Le mystère de la Croix est lié étroitement à l’identité de Jésus.

Et s’unir à la personne vivante du Christ, c’est partager sa Passion.

Ce dimanche nous fait méditer le lien étroit entre la personne de Jésus et le sens de la Croix.

Il est frappant que le premier acte de foi, la première perception juste par Pierre de l’identité profonde de Jésus, comme étant le Christ promis par Dieu pour sauver les hommes,

soit suivie immédiatement de l’annonce si difficile à accepter de sa Passion.

A Césarée de Philippe, au milieu environ de ses trois années de vie publique,

Jésus pose la question essentielle à ses disciples : Pour vous, qui suis-je ?

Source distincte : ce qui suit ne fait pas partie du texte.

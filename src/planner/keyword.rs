//! Deterministic keyword router: the fast path of the planner.
//!
//! Pure function over a rule set and a filename. Rules are evaluated in
//! priority-descending order (stable sort, so equal priorities keep their
//! input order) and the first rule with any case-insensitive substring match
//! wins.

use crate::model::RoutingRule;

/// Confidence assigned to any keyword match. Keyword rules are curated by a
/// human, so matches are treated as reliable rather than probabilistic.
pub const KEYWORD_MATCH_CONFIDENCE: f64 = 0.9;

/// Outcome of routing one filename through the keyword rules.
#[derive(Debug, Clone, PartialEq)]
pub struct KeywordRoute {
    pub matched: bool,
    pub target_path: Option<String>,
    pub confidence: f64,
    pub matched_rule_id: Option<String>,
}

impl KeywordRoute {
    fn miss() -> Self {
        KeywordRoute {
            matched: false,
            target_path: None,
            confidence: 0.0,
            matched_rule_id: None,
        }
    }
}

/// Route a filename through the rule set. No I/O, fully deterministic.
pub fn route_by_keywords(file_name: &str, rules: &[RoutingRule]) -> KeywordRoute {
    let mut ordered: Vec<&RoutingRule> = rules.iter().collect();
    ordered.sort_by_key(|rule| std::cmp::Reverse(rule.priority));

    let file_name_lower = file_name.to_lowercase();

    for rule in ordered {
        let hit = rule
            .keywords
            .iter()
            .any(|keyword| file_name_lower.contains(&keyword.to_lowercase()));
        if hit && !rule.target_path.is_empty() {
            return KeywordRoute {
                matched: true,
                target_path: Some(rule.target_path.clone()),
                confidence: KEYWORD_MATCH_CONFIDENCE,
                matched_rule_id: Some(rule.id.clone()),
            };
        }
    }

    KeywordRoute::miss()
}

Si la population a des avis variés sur son identité, c’est l’apôtre Pierre le premier qui saisit enfin

et qui exprime au nom des 12 leur première profession de foi : Tu es le Christ !

c’est à dire, tu es le Messie promis par Dieu aux hommes depuis des siècles

pour les sauver et les réintégrer dans la vie éternelle de Dieu.

Alors, il leur défendit vivement de parler de lui à personne.

Quelle réaction surprenante de la part de Jésus !

Pourquoi ne les a-t-il pas invité, au contraire, à diffuser tout de suite cette vérité si essentielle ?

Jésus sait ce qu’il fait.

Les hommes se seraient précipités pour l’aduler en réclamant de lui la satisfaction de leurs caprices,

et la victoire immédiate sans peine contre tout le mal du monde.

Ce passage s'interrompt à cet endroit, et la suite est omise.